**RECORD SET:**
-*-

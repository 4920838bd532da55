//! Partners: commission split, lifecycle, balance aggregates.
//!
//! The aggregates on a [`Partner`] row are a cache of what the ledger says;
//! they are only written from inside a write transaction that also appends
//! the matching ledger entries.

use chrono::{DateTime, Utc};
use fisioflow_store::codec::{
    decimal_to_sql, get_decimal, get_opt_decimal, get_opt_ts, get_parsed, get_ts, opt_ts_to_sql,
    ts_to_sql, OptionalExt,
};
use rusqlite::{params, Connection, Row};
use rust_decimal::Decimal;
use serde::{Deserialize, Serialize};
use tracing::info;

use crate::error::{FisioError, Result};
use crate::money::{is_money, to_cents};
use crate::types::{Money, PartnerId, PartnerStatus};

// ---------------------------------------------------------------------------
// Commission split
// ---------------------------------------------------------------------------

/// Four-way percentage split of a session's gross price.
#[derive(Debug, Clone, Copy, PartialEq, Eq, Serialize, Deserialize)]
pub struct CommissionSplit {
    /// Platform commission, percent.
    pub platform: Decimal,
    /// Payment gateway fee, percent.
    pub gateway: Decimal,
    /// Tax withheld, percent.
    pub tax: Decimal,
    /// Partner share, percent.
    pub partner: Decimal,
}

impl CommissionSplit {
    /// Build a split without validating it.
    #[must_use]
    pub const fn new(platform: Decimal, gateway: Decimal, tax: Decimal, partner: Decimal) -> Self {
        Self { platform, gateway, tax, partner }
    }

    /// Sum of the four components.
    #[must_use]
    pub fn total(&self) -> Decimal {
        self.platform + self.gateway + self.tax + self.partner
    }

    /// Every component non-negative with at most two fractional digits, and
    /// the four summing to exactly 100.00.
    ///
    /// # Errors
    /// Returns [`FisioError::InvalidSplit`] describing the first violation.
    pub fn validate(&self) -> Result<()> {
        for (name, value) in [
            ("platform", self.platform),
            ("gateway", self.gateway),
            ("tax", self.tax),
            ("partner", self.partner),
        ] {
            if value.is_sign_negative() {
                return Err(FisioError::InvalidSplit(format!("{name} is negative ({value})")));
            }
            if !is_money(value) {
                return Err(FisioError::InvalidSplit(format!(
                    "{name} has more than two decimal places ({value})"
                )));
            }
        }
        let total = self.total();
        if total != Decimal::ONE_HUNDRED {
            return Err(FisioError::InvalidSplit(format!("components sum to {total}, not 100")));
        }
        Ok(())
    }
}

// ---------------------------------------------------------------------------
// Partner
// ---------------------------------------------------------------------------

/// A revenue-sharing affiliate.
#[derive(Debug, Clone, PartialEq, Serialize, Deserialize)]
pub struct Partner {
    /// Identifier.
    pub id: PartnerId,
    /// Display name.
    pub name: String,
    /// Lifecycle status.
    pub status: PartnerStatus,
    /// Current commission split (applies to future completions only).
    pub split: CommissionSplit,
    /// Partner-level override of the minimum withdrawal.
    pub minimum_withdrawal: Option<Money>,
    /// Gross revenue of completed, unreversed sessions.
    pub total_revenue: Money,
    /// Fees withheld from that revenue.
    pub total_commission: Money,
    /// Earned but not yet matured.
    pub pending_balance: Money,
    /// Matured and withdrawable (in-flight withdrawals already deducted).
    pub available_balance: Money,
    /// Paid out so far.
    pub total_withdrawn: Money,
    /// Sessions ever booked.
    pub total_sessions: u32,
    /// Sessions currently completed.
    pub completed_sessions: u32,
    /// Sessions cancelled (before or after completion).
    pub cancelled_sessions: u32,
    /// Sessions the patient missed.
    pub no_show_sessions: u32,
    /// Last completed withdrawal.
    pub last_withdrawal_at: Option<DateTime<Utc>>,
    /// Creation instant.
    pub created_at: DateTime<Utc>,
    /// Last mutation instant.
    pub updated_at: DateTime<Utc>,
}

impl Partner {
    /// A fresh PENDING partner with zeroed aggregates.
    #[must_use]
    pub fn new(name: impl Into<String>, split: CommissionSplit, now: DateTime<Utc>) -> Self {
        let zero = to_cents(Decimal::ZERO);
        Self {
            id: PartnerId::new(),
            name: name.into(),
            status: PartnerStatus::Pending,
            split,
            minimum_withdrawal: None,
            total_revenue: zero,
            total_commission: zero,
            pending_balance: zero,
            available_balance: zero,
            total_withdrawn: zero,
            total_sessions: 0,
            completed_sessions: 0,
            cancelled_sessions: 0,
            no_show_sessions: 0,
            last_withdrawal_at: None,
            created_at: now,
            updated_at: now,
        }
    }

    /// # Errors
    /// Returns [`FisioError::PartnerNotActive`] unless the status is ACTIVE.
    pub fn ensure_active(&self) -> Result<()> {
        if self.status == PartnerStatus::Active {
            Ok(())
        } else {
            Err(FisioError::PartnerNotActive {
                partner: self.id,
                status: self.status,
            })
        }
    }

    /// Apply an admin lifecycle transition.
    ///
    /// # Errors
    /// Returns [`FisioError::IllegalTransition`] if the move is not allowed.
    pub fn transition(&mut self, to: PartnerStatus, action: &'static str, now: DateTime<Utc>) -> Result<()> {
        if !self.status.can_transition(to) {
            return Err(FisioError::illegal("partner", self.status, action));
        }
        info!(partner = %self.id, from = %self.status, to = %to, "Partner status changed");
        self.status = to;
        self.updated_at = now;
        Ok(())
    }

    /// Effective minimum withdrawal.
    #[must_use]
    pub fn minimum_withdrawal_or(&self, default: Money) -> Money {
        self.minimum_withdrawal.unwrap_or(default)
    }

    /// Neither balance may be negative.
    ///
    /// # Errors
    /// Returns [`FisioError::InvariantViolation`] naming the balance.
    pub fn check_balances(&self) -> Result<()> {
        if self.pending_balance < Decimal::ZERO {
            return Err(FisioError::InvariantViolation(format!(
                "partner {} pending_balance would be {}",
                self.id, self.pending_balance
            )));
        }
        if self.available_balance < Decimal::ZERO {
            return Err(FisioError::InvariantViolation(format!(
                "partner {} available_balance would be {}",
                self.id, self.available_balance
            )));
        }
        Ok(())
    }
}

// ---------------------------------------------------------------------------
// Repository
// ---------------------------------------------------------------------------

const COLUMNS: &str = "id, name, status, platform_pct, gateway_pct, tax_pct, partner_pct,
    minimum_withdrawal, total_revenue, total_commission, pending_balance, available_balance,
    total_withdrawn, total_sessions, completed_sessions, cancelled_sessions, no_show_sessions,
    last_withdrawal_at, created_at, updated_at";

fn from_row(row: &Row<'_>) -> rusqlite::Result<Partner> {
    Ok(Partner {
        id: get_parsed(row, 0)?,
        name: row.get(1)?,
        status: get_parsed(row, 2)?,
        split: CommissionSplit {
            platform: get_decimal(row, 3)?,
            gateway: get_decimal(row, 4)?,
            tax: get_decimal(row, 5)?,
            partner: get_decimal(row, 6)?,
        },
        minimum_withdrawal: get_opt_decimal(row, 7)?,
        total_revenue: get_decimal(row, 8)?,
        total_commission: get_decimal(row, 9)?,
        pending_balance: get_decimal(row, 10)?,
        available_balance: get_decimal(row, 11)?,
        total_withdrawn: get_decimal(row, 12)?,
        total_sessions: row.get(13)?,
        completed_sessions: row.get(14)?,
        cancelled_sessions: row.get(15)?,
        no_show_sessions: row.get(16)?,
        last_withdrawal_at: get_opt_ts(row, 17)?,
        created_at: get_ts(row, 18)?,
        updated_at: get_ts(row, 19)?,
    })
}

/// Insert a new partner row.
///
/// # Errors
/// Propagates SQLite failures.
pub fn insert(conn: &Connection, p: &Partner) -> Result<()> {
    conn.execute(
        &format!("INSERT INTO partners ({COLUMNS}) VALUES (?1, ?2, ?3, ?4, ?5, ?6, ?7, ?8, ?9, ?10, ?11, ?12, ?13, ?14, ?15, ?16, ?17, ?18, ?19, ?20)"),
        params![
            p.id.to_string(),
            p.name,
            p.status.as_str(),
            decimal_to_sql(&p.split.platform),
            decimal_to_sql(&p.split.gateway),
            decimal_to_sql(&p.split.tax),
            decimal_to_sql(&p.split.partner),
            p.minimum_withdrawal.as_ref().map(decimal_to_sql),
            decimal_to_sql(&p.total_revenue),
            decimal_to_sql(&p.total_commission),
            decimal_to_sql(&p.pending_balance),
            decimal_to_sql(&p.available_balance),
            decimal_to_sql(&p.total_withdrawn),
            p.total_sessions,
            p.completed_sessions,
            p.cancelled_sessions,
            p.no_show_sessions,
            opt_ts_to_sql(p.last_withdrawal_at.as_ref()),
            ts_to_sql(&p.created_at),
            ts_to_sql(&p.updated_at),
        ],
    )?;
    Ok(())
}

/// Load a partner if it exists.
///
/// # Errors
/// Propagates SQLite and decode failures.
pub fn load(conn: &Connection, id: PartnerId) -> Result<Option<Partner>> {
    Ok(conn
        .query_row(
            &format!("SELECT {COLUMNS} FROM partners WHERE id = ?1"),
            params![id.to_string()],
            from_row,
        )
        .optional()?)
}

/// Load a partner or fail with [`FisioError::PartnerNotFound`].
///
/// # Errors
/// See above.
pub fn require(conn: &Connection, id: PartnerId) -> Result<Partner> {
    load(conn, id)?.ok_or(FisioError::PartnerNotFound(id))
}

/// Persist every mutable column, after checking the balances.
///
/// # Errors
/// Returns [`FisioError::InvariantViolation`] for a negative balance, or
/// propagates SQLite failures.
pub fn save(conn: &Connection, p: &Partner) -> Result<()> {
    p.check_balances()?;
    conn.execute(
        "UPDATE partners SET name = ?2, status = ?3, platform_pct = ?4, gateway_pct = ?5,
            tax_pct = ?6, partner_pct = ?7, minimum_withdrawal = ?8, total_revenue = ?9,
            total_commission = ?10, pending_balance = ?11, available_balance = ?12,
            total_withdrawn = ?13, total_sessions = ?14, completed_sessions = ?15,
            cancelled_sessions = ?16, no_show_sessions = ?17, last_withdrawal_at = ?18,
            updated_at = ?19
         WHERE id = ?1",
        params![
            p.id.to_string(),
            p.name,
            p.status.as_str(),
            decimal_to_sql(&p.split.platform),
            decimal_to_sql(&p.split.gateway),
            decimal_to_sql(&p.split.tax),
            decimal_to_sql(&p.split.partner),
            p.minimum_withdrawal.as_ref().map(decimal_to_sql),
            decimal_to_sql(&p.total_revenue),
            decimal_to_sql(&p.total_commission),
            decimal_to_sql(&p.pending_balance),
            decimal_to_sql(&p.available_balance),
            decimal_to_sql(&p.total_withdrawn),
            p.total_sessions,
            p.completed_sessions,
            p.cancelled_sessions,
            p.no_show_sessions,
            opt_ts_to_sql(p.last_withdrawal_at.as_ref()),
            ts_to_sql(&p.updated_at),
        ],
    )?;
    Ok(())
}

/// Every partner ID, oldest first.
///
/// # Errors
/// Propagates SQLite failures.
pub fn list_ids(conn: &Connection) -> Result<Vec<PartnerId>> {
    let mut stmt = conn.prepare("SELECT id FROM partners ORDER BY created_at, id")?;
    let ids = stmt
        .query_map([], |row| get_parsed(row, 0))?
        .collect::<rusqlite::Result<Vec<_>>>()?;
    Ok(ids)
}

#[cfg(test)]
mod tests {
    use super::*;
    use chrono::TimeZone;
    use fisioflow_store::{Database, PersistenceConfig};
    use rust_decimal_macros::dec;

    fn split() -> CommissionSplit {
        CommissionSplit::new(dec!(10), dec!(3), dec!(2), dec!(85))
    }

    fn now() -> DateTime<Utc> {
        Utc.with_ymd_and_hms(2026, 1, 5, 9, 0, 0).single().expect("valid")
    }

    #[test]
    fn split_must_sum_to_hundred() {
        assert!(split().validate().is_ok());
        let short = CommissionSplit::new(dec!(10), dec!(3), dec!(2), dec!(84.99));
        assert!(matches!(short.validate(), Err(FisioError::InvalidSplit(_))));
    }

    #[test]
    fn split_rejects_negative_and_sub_cent() {
        let negative = CommissionSplit::new(dec!(-5), dec!(3), dec!(2), dec!(100));
        assert!(matches!(negative.validate(), Err(FisioError::InvalidSplit(_))));
        let fine = CommissionSplit::new(dec!(10.005), dec!(3), dec!(2), dec!(84.995));
        assert!(matches!(fine.validate(), Err(FisioError::InvalidSplit(_))));
    }

    #[test]
    fn negative_balance_is_an_invariant_violation() {
        let mut p = Partner::new("Ana", split(), now());
        p.available_balance = dec!(-0.01);
        assert!(matches!(p.check_balances(), Err(FisioError::InvariantViolation(_))));
    }

    #[test]
    fn row_round_trip_keeps_scale() {
        let db = Database::open_in_memory(&PersistenceConfig::default()).expect("open");
        db.migrate(crate::schema::COMPONENT, crate::schema::MIGRATIONS).expect("migrate");

        let mut p = Partner::new("Ana", split(), now());
        p.minimum_withdrawal = Some(dec!(20.00));
        db.write(|tx| insert(tx, &p)).expect("insert");

        p.transition(PartnerStatus::Active, "activate", now()).expect("activate");
        p.pending_balance = dec!(85.00);
        db.write(|tx| save(tx, &p)).expect("save");

        let loaded = db.read(|conn| require(conn, p.id)).expect("load");
        assert_eq!(loaded, p);
        assert_eq!(loaded.pending_balance.to_string(), "85.00");
        assert_eq!(loaded.minimum_withdrawal_or(dec!(50.00)), dec!(20.00));
    }

    #[test]
    fn missing_partner_is_not_found() {
        let db = Database::open_in_memory(&PersistenceConfig::default()).expect("open");
        db.migrate(crate::schema::COMPONENT, crate::schema::MIGRATIONS).expect("migrate");
        let id = PartnerId::new();
        let err = db.read(|conn| require(conn, id)).expect_err("missing");
        assert!(matches!(err, FisioError::PartnerNotFound(got) if got == id));
    }
}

-*-

**WHAT IS BEING ASKED:** Your answer must be the lines from the first line of the records through the line containing "matching ledger entries.", copied exactly.

**EXERCISE RESPONSE:**
repository 4920838bd532da55
//! Partners: commission split, lifecycle, balance aggregates.
//!
//! The aggregates on a [`Partner`] row are a cache of what the ledger says;
//! they are only written from inside a write transaction that also appends
//! the matching ledger entries.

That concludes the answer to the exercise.